* **EXERCISE PROMPT**
Every line of the data is to be retyped exactly.

(Beginning of DATA FOR PROCESSING)

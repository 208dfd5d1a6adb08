use axum::{
    extract::{Path, State},
    http::StatusCode,
    Json,
};
use sqlx::PgPool;
use uuid::Uuid;
use validator::Validate;

use crate::dto::student_dto::{CreateStudentPayload, StudentProfileResponse, UpdateStudentPayload};
use crate::error::{Error, Result};
use crate::models::scheduled_job::JobConfig;
use crate::models::student::Student;
use crate::scheduler::{store, JobKind};
use crate::AppState;

/// The sync path stamps inactivity flags, so it needs the threshold the
/// inactivity-check job is configured with.
async fn inactivity_threshold(pool: &PgPool) -> i64 {
    match store::get_job(pool, JobKind::InactivityCheck).await {
        Ok(Some(job)) => job.job_config().inactivity_threshold_days,
        _ => JobConfig::default().inactivity_threshold_days,
    }
}

fn spawn_background_sync(state: AppState, id: Uuid, handle: String) {
    tokio::spawn(async move {
        let threshold = inactivity_threshold(&state.pool).await;
        if let Err(e) = state.sync.sync_student(id, &handle, threshold).await {
            tracing::warn!(handle = %handle, error = %e, "background student sync failed");
        }
    });
}

pub async fn list_students(State(state): State<AppState>) -> Result<Json<Vec<Student>>> {
    Ok(Json(state.students.list().await?))
}

pub async fn create_student(
    State(state): State<AppState>,
    Json(payload): Json<CreateStudentPayload>,
) -> Result<(StatusCode, Json<Student>)> {
    payload.validate()?;
    let student = state.students.create(payload).await?;

    // Pull the initial Codeforces snapshot without blocking the response.
    spawn_background_sync(state, student.id, student.handle.clone());

    Ok((StatusCode::CREATED, Json(student)))
}

pub async fn get_student(
    State(state): State<AppState>,
    Path(id): Path<Uuid>,
) -> Result<Json<Student>> {
    let student = state
        .students
        .get(id)
        .await?
        .ok_or_else(|| Error::NotFound("Student not found".to_string()))?;
    Ok(Json(student))
}

pub async fn update_student(
    State(state): State<AppState>,
    Path(id): Path<Uuid>,
    Json(payload): Json<UpdateStudentPayload>,
) -> Result<Json<Student>> {
    payload.validate()?;
    let handle_changed = payload.handle.is_some();
    let student = state.students.update(id, payload).await?;

    if handle_changed {
        spawn_background_sync(state, student.id, student.handle.clone());
    }

    Ok(Json(student))
}

pub async fn delete_student(
    State(state): State<AppState>,
    Path(id): Path<Uuid>,
) -> Result<StatusCode> {
    state.students.delete(id).await?;
    Ok(StatusCode::NO_CONTENT)
}

pub async fn get_student_profile(
    State(state): State<AppState>,
    Path(id): Path<Uuid>,
) -> Result<Json<StudentProfileResponse>> {
    let student = state
        .students
        .get(id)
        .await?
        .ok_or_else(|| Error::NotFound("Student not found".to_string()))?;
    let record = state.students.get_record(id).await?;

    let response = match record {
        Some(record) => StudentProfileResponse {
            contests: record.contests(),
            submissions: record.submissions(),
            statistics: record.statistics(),
            synced_at: record.synced_at,
            student,
        },
        None => StudentProfileResponse {
            student,
            contests: Vec::new(),
            submissions: Vec::new(),
            statistics: None,
            synced_at: None,
        },
    };
    Ok(Json(response))
}

/// Synchronous single-student refresh; returns the updated row.
pub async fn sync_student(
    State(state): State<AppState>,
    Path(id): Path<Uuid>,
) -> Result<Json<Student>> {
    let student = state
        .students
        .get(id)
        .await?
        .ok_or_else(|| Error::NotFound("Student not found".to_string()))?;

    let threshold = inactivity_threshold(&state.pool).await;
    state
        .sync
        .sync_student(student.id, &student.handle, threshold)
        .await?;

    let refreshed = state
        .students
        .get(id)
        .await?
        .ok_or_else(|| Error::NotFound("Student not found".to_string()))?;
    Ok(Json(refreshed))
}

/// Kick off a full sync through the same handler the cron job uses, so the
/// run lands in the job history. Runs in the background; the full sweep
/// can take minutes.
pub async fn sync_all_students(
    State(state): State<AppState>,
) -> Result<(StatusCode, Json<serde_json::Value>)> {
    let scheduler = state.scheduler.clone();
    tokio::spawn(async move {
        if let Err(e) = scheduler.trigger(JobKind::CodeforcesSync).await {
            tracing::error!(error = %e, "manual full sync failed");
        }
    });
    Ok((
        StatusCode::ACCEPTED,
        Json(serde_json::json!({ "status": "sync started" })),
    ))
}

(End of DATA FOR PROCESSING)

* **OUTPUT BELOW**
repository 208dfd5d1a6adb08
use axum::{
    extract::{Path, State},
    http::StatusCode,
    Json,
};
use sqlx::PgPool;
use uuid::Uuid;
use validator::Validate;

use crate::dto::student_dto::{CreateStudentPayload, StudentProfileResponse, UpdateStudentPayload};
use crate::error::{Error, Result};
use crate::models::scheduled_job::JobConfig;
use crate::models::student::Student;
use crate::scheduler::{store, JobKind};
use crate::AppState;

/// The sync path stamps inactivity flags, so it needs the threshold the
/// inactivity-check job is configured with.
async fn inactivity_threshold(pool: &PgPool) -> i64 {
    match store::get_job(pool, JobKind::InactivityCheck).await {
        Ok(Some(job)) => job.job_config().inactivity_threshold_days,
        _ => JobConfig::default().inactivity_threshold_days,
    }
}

fn spawn_background_sync(state: AppState, id: Uuid, handle: String) {
    tokio::spawn(async move {
        let threshold = inactivity_threshold(&state.pool).await;
        if let Err(e) = state.sync.sync_student(id, &handle, threshold).await {
            tracing::warn!(handle = %handle, error = %e, "background student sync failed");
        }
    });
}

pub async fn list_students(State(state): State<AppState>) -> Result<Json<Vec<Student>>> {
    Ok(Json(state.students.list().await?))
}

pub async fn create_student(
    State(state): State<AppState>,
    Json(payload): Json<CreateStudentPayload>,
) -> Result<(StatusCode, Json<Student>)> {
    payload.validate()?;
    let student = state.students.create(payload).await?;

    // Pull the initial Codeforces snapshot without blocking the response.
    spawn_background_sync(state, student.id, student.handle.clone());

    Ok((StatusCode::CREATED, Json(student)))
}

pub async fn get_student(
    State(state): State<AppState>,
    Path(id): Path<Uuid>,
) -> Result<Json<Student>> {
    let student = state
        .students
        .get(id)
        .await?
        .ok_or_else(|| Error::NotFound("Student not found".to_string()))?;
    Ok(Json(student))
}

pub async fn update_student(
    State(state): State<AppState>,
    Path(id): Path<Uuid>,
    Json(payload): Json<UpdateStudentPayload>,
) -> Result<Json<Student>> {
    payload.validate()?;
    let handle_changed = payload.handle.is_some();
    let student = state.students.update(id, payload).await?;

    if handle_changed {
        spawn_background_sync(state, student.id, student.handle.clone());
    }

    Ok(Json(student))
}

pub async fn delete_student(
    State(state): State<AppState>,
    Path(id): Path<Uuid>,
) -> Result<StatusCode> {
    state.students.delete(id).await?;
    Ok(StatusCode::NO_CONTENT)
}

pub async fn get_student_profile(
    State(state): State<AppState>,
    Path(id): Path<Uuid>,
) -> Result<Json<StudentProfileResponse>> {
    let student = state
        .students
        .get(id)
        .await?
        .ok_or_else(|| Error::NotFound("Student not found".to_string()))?;
    let record = state.students.get_record(id).await?;

    let response = match record {
        Some(record) => StudentProfileResponse {
            contests: record.contests(),
            submissions: record.submissions(),
            statistics: record.statistics(),
            synced_at: record.synced_at,
            student,
        },
        None => StudentProfileResponse {
            student,
            contests: Vec::new(),
            submissions: Vec::new(),
            statistics: None,
            synced_at: None,
        },
    };
    Ok(Json(response))
}

/// Synchronous single-student refresh; returns the updated row.
pub async fn sync_student(
    State(state): State<AppState>,
    Path(id): Path<Uuid>,
) -> Result<Json<Student>> {
    let student = state
        .students
        .get(id)
        .await?
        .ok_or_else(|| Error::NotFound("Student not found".to_string()))?;

    let threshold = inactivity_threshold(&state.pool).await;
    state
        .sync
        .sync_student(student.id, &student.handle, threshold)
        .await?;

    let refreshed = state
        .students
        .get(id)
        .await?
        .ok_or_else(|| Error::NotFound("Student not found".to_string()))?;
    Ok(Json(refreshed))
}

/// Kick off a full sync through the same handler the cron job uses, so the
/// run lands in the job history. Runs in the background; the full sweep
/// can take minutes.
pub async fn sync_all_students(
    State(state): State<AppState>,
) -> Result<(StatusCode, Json<serde_json::Value>)> {
    let scheduler = state.scheduler.clone();
    tokio::spawn(async move {
        if let Err(e) = scheduler.trigger(JobKind::CodeforcesSync).await {
            tracing::error!(error = %e, "manual full sync failed");
        }
    });
    Ok((
        StatusCode::ACCEPTED,
        Json(serde_json::json!({ "status": "sync started" })),
    ))
}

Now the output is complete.